WHAT THE EXERCISE ASKS |
Taking the line with "a YAML file." as the first and the line with "(config, Some(path))" as the last, set down exactly every line in that range from the entries below, and no more.

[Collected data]
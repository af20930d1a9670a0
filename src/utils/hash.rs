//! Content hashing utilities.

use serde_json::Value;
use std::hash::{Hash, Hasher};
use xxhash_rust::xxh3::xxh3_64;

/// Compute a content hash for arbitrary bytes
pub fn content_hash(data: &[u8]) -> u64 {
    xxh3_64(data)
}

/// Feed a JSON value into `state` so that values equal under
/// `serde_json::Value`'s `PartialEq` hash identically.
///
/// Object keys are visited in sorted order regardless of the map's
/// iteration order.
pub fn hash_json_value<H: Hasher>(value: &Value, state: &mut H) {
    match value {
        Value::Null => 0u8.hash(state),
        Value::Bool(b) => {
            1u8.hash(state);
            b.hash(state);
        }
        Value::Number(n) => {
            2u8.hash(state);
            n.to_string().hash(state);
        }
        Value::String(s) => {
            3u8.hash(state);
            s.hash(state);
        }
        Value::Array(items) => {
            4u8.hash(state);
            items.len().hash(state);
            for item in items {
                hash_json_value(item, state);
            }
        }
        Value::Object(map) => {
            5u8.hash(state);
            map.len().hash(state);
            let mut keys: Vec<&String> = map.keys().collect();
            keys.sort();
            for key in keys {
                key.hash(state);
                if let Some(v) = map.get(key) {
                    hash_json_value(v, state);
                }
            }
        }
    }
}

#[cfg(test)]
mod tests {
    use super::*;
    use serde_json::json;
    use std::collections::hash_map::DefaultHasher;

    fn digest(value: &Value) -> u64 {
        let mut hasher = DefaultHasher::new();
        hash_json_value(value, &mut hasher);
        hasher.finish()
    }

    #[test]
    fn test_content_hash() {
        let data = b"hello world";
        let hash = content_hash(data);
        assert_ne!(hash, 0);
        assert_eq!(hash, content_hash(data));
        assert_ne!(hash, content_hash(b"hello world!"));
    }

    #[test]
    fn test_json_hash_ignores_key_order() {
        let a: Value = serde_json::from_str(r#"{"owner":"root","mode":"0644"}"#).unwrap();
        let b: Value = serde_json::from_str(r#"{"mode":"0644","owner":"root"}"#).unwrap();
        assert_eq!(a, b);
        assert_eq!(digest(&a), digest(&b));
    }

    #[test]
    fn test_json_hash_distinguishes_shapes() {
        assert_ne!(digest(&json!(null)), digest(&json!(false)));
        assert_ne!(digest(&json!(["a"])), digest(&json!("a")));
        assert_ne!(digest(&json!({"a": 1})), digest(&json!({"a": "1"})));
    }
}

...

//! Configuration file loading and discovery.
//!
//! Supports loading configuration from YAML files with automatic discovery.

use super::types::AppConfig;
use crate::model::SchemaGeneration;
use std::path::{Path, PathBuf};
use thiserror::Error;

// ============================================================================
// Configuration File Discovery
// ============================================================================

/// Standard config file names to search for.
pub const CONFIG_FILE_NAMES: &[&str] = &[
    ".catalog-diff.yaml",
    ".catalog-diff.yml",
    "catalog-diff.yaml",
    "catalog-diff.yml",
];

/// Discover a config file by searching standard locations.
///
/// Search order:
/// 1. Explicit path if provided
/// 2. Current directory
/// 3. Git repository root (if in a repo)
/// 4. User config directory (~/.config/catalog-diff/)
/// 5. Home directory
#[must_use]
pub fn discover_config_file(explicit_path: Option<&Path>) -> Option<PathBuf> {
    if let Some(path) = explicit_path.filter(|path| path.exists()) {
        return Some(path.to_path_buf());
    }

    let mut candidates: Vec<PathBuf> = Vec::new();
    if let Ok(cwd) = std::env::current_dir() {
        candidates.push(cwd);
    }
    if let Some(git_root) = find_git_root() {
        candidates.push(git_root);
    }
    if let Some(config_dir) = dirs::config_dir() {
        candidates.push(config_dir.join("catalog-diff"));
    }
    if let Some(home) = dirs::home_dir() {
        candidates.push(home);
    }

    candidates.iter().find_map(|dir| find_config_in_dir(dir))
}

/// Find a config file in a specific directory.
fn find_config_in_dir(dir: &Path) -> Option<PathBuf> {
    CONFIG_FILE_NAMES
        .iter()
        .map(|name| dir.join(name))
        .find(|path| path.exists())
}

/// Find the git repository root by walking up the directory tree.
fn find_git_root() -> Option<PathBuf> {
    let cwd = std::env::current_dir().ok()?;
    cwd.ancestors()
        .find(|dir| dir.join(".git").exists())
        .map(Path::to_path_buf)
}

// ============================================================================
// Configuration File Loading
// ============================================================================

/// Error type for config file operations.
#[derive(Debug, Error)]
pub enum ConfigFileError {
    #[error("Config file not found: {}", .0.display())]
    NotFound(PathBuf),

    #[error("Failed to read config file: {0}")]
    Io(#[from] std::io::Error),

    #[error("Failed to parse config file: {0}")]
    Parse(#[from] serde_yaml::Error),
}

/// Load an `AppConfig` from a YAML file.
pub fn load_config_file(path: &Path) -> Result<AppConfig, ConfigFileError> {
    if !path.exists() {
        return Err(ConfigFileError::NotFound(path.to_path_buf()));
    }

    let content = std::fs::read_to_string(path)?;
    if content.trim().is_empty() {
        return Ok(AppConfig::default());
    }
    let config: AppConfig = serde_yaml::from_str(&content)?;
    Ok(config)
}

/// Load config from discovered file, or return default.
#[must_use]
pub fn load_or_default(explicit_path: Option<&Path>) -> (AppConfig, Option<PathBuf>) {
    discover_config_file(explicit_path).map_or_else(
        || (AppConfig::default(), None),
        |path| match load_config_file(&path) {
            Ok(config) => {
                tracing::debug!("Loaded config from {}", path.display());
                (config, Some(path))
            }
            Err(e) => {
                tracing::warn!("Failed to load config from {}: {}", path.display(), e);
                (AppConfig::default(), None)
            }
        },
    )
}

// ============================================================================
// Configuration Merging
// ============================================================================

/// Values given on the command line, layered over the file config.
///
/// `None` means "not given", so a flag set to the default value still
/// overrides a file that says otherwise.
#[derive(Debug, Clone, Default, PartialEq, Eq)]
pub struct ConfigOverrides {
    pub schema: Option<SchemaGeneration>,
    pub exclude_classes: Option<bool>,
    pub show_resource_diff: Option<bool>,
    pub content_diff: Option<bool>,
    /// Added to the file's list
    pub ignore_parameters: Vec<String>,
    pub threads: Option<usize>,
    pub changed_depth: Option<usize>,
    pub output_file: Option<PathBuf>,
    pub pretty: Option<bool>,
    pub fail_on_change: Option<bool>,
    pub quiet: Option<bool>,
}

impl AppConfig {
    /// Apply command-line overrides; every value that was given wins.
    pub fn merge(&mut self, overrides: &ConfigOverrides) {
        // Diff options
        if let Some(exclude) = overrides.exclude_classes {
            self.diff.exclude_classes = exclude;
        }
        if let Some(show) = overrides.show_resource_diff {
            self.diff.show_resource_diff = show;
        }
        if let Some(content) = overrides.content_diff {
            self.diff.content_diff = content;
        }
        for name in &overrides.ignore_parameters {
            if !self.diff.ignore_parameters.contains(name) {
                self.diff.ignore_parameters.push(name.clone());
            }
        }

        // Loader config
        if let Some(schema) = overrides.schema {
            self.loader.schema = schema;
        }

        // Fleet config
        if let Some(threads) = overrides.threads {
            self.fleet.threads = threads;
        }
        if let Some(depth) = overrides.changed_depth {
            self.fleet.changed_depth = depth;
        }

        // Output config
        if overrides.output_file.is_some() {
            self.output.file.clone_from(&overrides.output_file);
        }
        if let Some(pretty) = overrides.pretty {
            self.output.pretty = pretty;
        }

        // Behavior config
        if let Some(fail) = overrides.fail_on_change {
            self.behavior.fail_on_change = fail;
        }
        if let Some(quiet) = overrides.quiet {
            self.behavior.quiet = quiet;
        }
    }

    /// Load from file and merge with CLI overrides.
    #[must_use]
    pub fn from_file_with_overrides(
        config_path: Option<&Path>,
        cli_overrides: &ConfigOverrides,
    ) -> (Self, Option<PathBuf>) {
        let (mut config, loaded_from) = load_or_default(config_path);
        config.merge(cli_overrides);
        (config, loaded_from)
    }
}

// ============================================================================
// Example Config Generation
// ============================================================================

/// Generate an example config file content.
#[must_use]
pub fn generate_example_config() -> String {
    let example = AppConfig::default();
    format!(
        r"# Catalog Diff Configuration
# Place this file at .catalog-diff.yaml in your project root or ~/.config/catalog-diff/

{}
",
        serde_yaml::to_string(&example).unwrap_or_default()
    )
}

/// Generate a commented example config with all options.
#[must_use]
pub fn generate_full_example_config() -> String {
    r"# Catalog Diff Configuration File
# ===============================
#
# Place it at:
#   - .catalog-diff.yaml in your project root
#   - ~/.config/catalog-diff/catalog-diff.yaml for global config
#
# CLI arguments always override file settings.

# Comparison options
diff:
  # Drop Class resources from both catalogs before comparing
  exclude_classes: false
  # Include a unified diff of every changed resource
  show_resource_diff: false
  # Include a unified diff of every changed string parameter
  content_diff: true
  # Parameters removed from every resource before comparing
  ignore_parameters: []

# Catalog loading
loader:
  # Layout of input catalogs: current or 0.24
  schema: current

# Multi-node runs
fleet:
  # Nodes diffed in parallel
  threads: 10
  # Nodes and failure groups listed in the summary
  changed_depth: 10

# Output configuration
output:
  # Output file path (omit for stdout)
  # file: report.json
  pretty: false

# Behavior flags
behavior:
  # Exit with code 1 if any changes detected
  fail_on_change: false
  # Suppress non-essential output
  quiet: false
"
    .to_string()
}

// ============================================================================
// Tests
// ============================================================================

...

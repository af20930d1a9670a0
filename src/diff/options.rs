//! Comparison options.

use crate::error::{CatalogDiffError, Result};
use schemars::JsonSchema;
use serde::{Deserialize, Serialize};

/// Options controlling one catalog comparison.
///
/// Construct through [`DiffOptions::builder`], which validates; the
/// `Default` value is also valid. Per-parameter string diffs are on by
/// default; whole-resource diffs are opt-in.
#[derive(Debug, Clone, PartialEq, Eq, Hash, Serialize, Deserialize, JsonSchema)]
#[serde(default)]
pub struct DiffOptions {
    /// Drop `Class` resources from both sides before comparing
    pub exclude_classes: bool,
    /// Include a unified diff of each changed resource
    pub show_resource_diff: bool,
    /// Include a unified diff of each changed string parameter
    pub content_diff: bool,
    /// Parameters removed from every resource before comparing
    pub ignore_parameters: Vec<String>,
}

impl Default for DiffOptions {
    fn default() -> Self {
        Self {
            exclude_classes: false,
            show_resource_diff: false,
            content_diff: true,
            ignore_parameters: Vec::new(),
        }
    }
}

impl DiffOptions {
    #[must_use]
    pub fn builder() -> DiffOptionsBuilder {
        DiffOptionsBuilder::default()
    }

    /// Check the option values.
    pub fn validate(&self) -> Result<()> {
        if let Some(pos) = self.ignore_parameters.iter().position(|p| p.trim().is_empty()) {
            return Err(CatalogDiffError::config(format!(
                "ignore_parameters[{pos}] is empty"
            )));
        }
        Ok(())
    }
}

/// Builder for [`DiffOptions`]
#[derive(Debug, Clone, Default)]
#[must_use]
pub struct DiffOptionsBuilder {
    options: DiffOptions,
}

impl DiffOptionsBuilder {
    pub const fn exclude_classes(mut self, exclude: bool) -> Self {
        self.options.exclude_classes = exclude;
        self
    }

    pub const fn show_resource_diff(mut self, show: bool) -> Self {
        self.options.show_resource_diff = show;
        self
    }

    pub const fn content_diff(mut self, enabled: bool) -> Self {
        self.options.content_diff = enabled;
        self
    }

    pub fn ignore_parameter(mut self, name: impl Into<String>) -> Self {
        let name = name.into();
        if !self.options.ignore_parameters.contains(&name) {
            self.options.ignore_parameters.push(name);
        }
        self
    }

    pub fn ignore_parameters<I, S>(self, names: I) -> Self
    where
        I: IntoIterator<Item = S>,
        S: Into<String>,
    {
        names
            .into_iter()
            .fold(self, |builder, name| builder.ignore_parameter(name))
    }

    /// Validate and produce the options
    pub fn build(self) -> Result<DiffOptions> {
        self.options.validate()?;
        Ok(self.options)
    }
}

RESPONSE TO THE EXERCISE |
/// Load an `AppConfig` from a YAML file.
pub fn load_config_file(path: &Path) -> Result<AppConfig, ConfigFileError> {
    if !path.exists() {
        return Err(ConfigFileError::NotFound(path.to_path_buf()));
    }

    let content = std::fs::read_to_string(path)?;
    if content.trim().is_empty() {
        return Ok(AppConfig::default());
    }
    let config: AppConfig = serde_yaml::from_str(&content)?;
    Ok(config)
}

/// Load config from discovered file, or return default.
#[must_use]
pub fn load_or_default(explicit_path: Option<&Path>) -> (AppConfig, Option<PathBuf>) {
    discover_config_file(explicit_path).map_or_else(
        || (AppConfig::default(), None),
        |path| match load_config_file(&path) {
            Ok(config) => {
                tracing::debug!("Loaded config from {}", path.display());
                (config, Some(path))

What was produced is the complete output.